StoreDot knows the benefit of working together. Yes, teamwork has been instrumental in developing our extreme fast charging battery technologies, but it’s also about something more profound. It’s about how we make progress in the entire battery ecosystem to really drive change. That means businesses, academia and governments coming together, collaborating, encouraging consumers to adopt electric vehicles as quickly as possible.
The result will make net-zero targets more achievable.
We are already playing our part by working with other businesses. Learning from those who have already created value and success. StoreDot has a long-standing manufacturing partnership with Eve Energy Co. Ltd. in China and it is achieving incredible results, already shipping production line produced A-series samples of our XFC cells to global automakers for real world testing. We’re also lucky to be backed by some of the world’s largest companies: bp Ventures, TDK Ventures, Yozma Group, Daimler and Vinfast, with more on the horizon. Learning from them has been invaluable and we have been sharing back our expertise too. Likewise, we have experts such as Dennis Nobelius from Polestar, Professor Doron Aurbach and many others, on our Advisory Board.
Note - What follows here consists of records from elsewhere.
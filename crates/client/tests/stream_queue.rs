use std::sync::Arc;

use draftsync_client::{
    fixed_clock, Activation, CancelReason, EnqueueResult, SectionStreamQueue, SessionState,
    StreamRequest,
};
use parking_lot::Mutex;

fn queue_with_log() -> (SectionStreamQueue, Arc<Mutex<Vec<String>>>) {
    let log = Arc::new(Mutex::new(Vec::new()));
    let sink = Arc::clone(&log);
    let queue = SectionStreamQueue::new()
        .with_clock(fixed_clock(42))
        .with_cancel_hook(move |details| {
            sink.lock().push(format!(
                "{}:{}:{:?}",
                details.session_id, details.reason, details.state
            ))
        });
    (queue, log)
}

#[test]
fn newest_request_wins_the_waiting_slot() {
    let (queue, log) = queue_with_log();

    let a = queue.enqueue(StreamRequest::new("A", "sec1", 1));
    assert!(matches!(a, EnqueueResult::Started { concurrency_slot: 1, .. }));

    let b = queue.enqueue(StreamRequest::new("B", "sec1", 2));
    assert!(matches!(
        b,
        EnqueueResult::Pending { replaced_session_id: None, .. }
    ));

    let c = queue.enqueue(StreamRequest::new("C", "sec1", 3));
    assert!(matches!(
        c,
        EnqueueResult::Pending { replaced_session_id: Some(ref id), .. } if id == "B"
    ));
    assert_eq!(*log.lock(), vec!["B:replaced_by_new_request:Pending"]);

    let done = queue.complete("A").unwrap();
    assert_eq!(
        done.activated,
        Some(Activation {
            session_id: "C".to_string(),
            section_id: "sec1".to_string(),
            concurrency_slot: 1,
        })
    );
    assert_eq!(log.lock().len(), 1);
}

#[test]
fn sections_do_not_interfere() {
    let (queue, log) = queue_with_log();
    queue.enqueue(StreamRequest::new("A", "intro", 1));
    queue.enqueue(StreamRequest::new("B", "methods", 1));
    queue.enqueue(StreamRequest::new("C", "intro", 2));

    let cancelled = queue.cancel("B", CancelReason::AuthorCancelled);
    assert!(cancelled.released);
    assert!(cancelled.promoted.is_none());

    let snapshot = queue.snapshot();
    assert_eq!(snapshot.active.len(), 1);
    assert_eq!(snapshot.active["intro"].session_id, "A");
    assert_eq!(snapshot.pending["intro"].session_id, "C");
    assert_eq!(*log.lock(), vec!["B:author_cancelled:Active"]);
}

#[test]
fn transport_failure_hands_the_section_to_the_waiting_stream() {
    let (queue, log) = queue_with_log();
    queue.enqueue(StreamRequest::new("A", "sec1", 1));
    queue.enqueue(StreamRequest::new("B", "sec1", 2));

    let result = queue.cancel("A", CancelReason::TransportFailure);
    let promoted = result.promoted.unwrap();
    assert_eq!(promoted.session_id, "B");
    assert_eq!(queue.state_of("B"), Some(SessionState::Active));
    assert_eq!(queue.snapshot().active["sec1"].started_at, 42);

    // the stream for A reports completion after it was already cancelled
    assert!(queue.complete("A").is_none());
    assert_eq!(queue.active_count(), 1);
    assert_eq!(queue.pending_count(), 0);
    assert_eq!(*log.lock(), vec!["A:transport_failure:Active"]);
}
In the interests of advancing the ecosystem further we believe it’s important to share our technology with would-be rivals too. We’ve already made our patented booster technology – which speeds up battery charging and optimizes infrastructure – available to any organization on an open-source basis. And we intend to make other breakthroughs available soon.
We’ve been assisted greatly by working with global academic institutions. There are plenty of PhDs in our R&D department but their work has been boosted with research carried out in universities in Israel, US, and the UK. We’ll shortly see the fruits of their work as we get closer to production at scale of XFC cells by 2024.
Government has a role to play too. Let’s hope that the COP 26 attendees can commit their countries to play a larger role in incentivizing zero-emissions transport, through grants, tax breaks and infrastructure investment.
What’s being done now - wherever you are in the world – only scratches the surface. StoreDot has been fortunate to be awarded funds from the likes of the Advanced Propulsion Centre in the UK, but most of the heavy lifting from companies such as ours, committed to encouraging the uptake of electric vehicles, has been done from the private sector.
That isn’t going to wash if we want to hit our targets. We can hit them, we just need joined-up action. StoreDot is now firmly on track to deliver mass-produced XFC batteries, which deliver a 50% reduction in charging time at the same cost, by 2024. Further out we have a clear roadmap to mass produce extreme energy density solid state cells by 2028. We’re going to hit those targets by collaborating.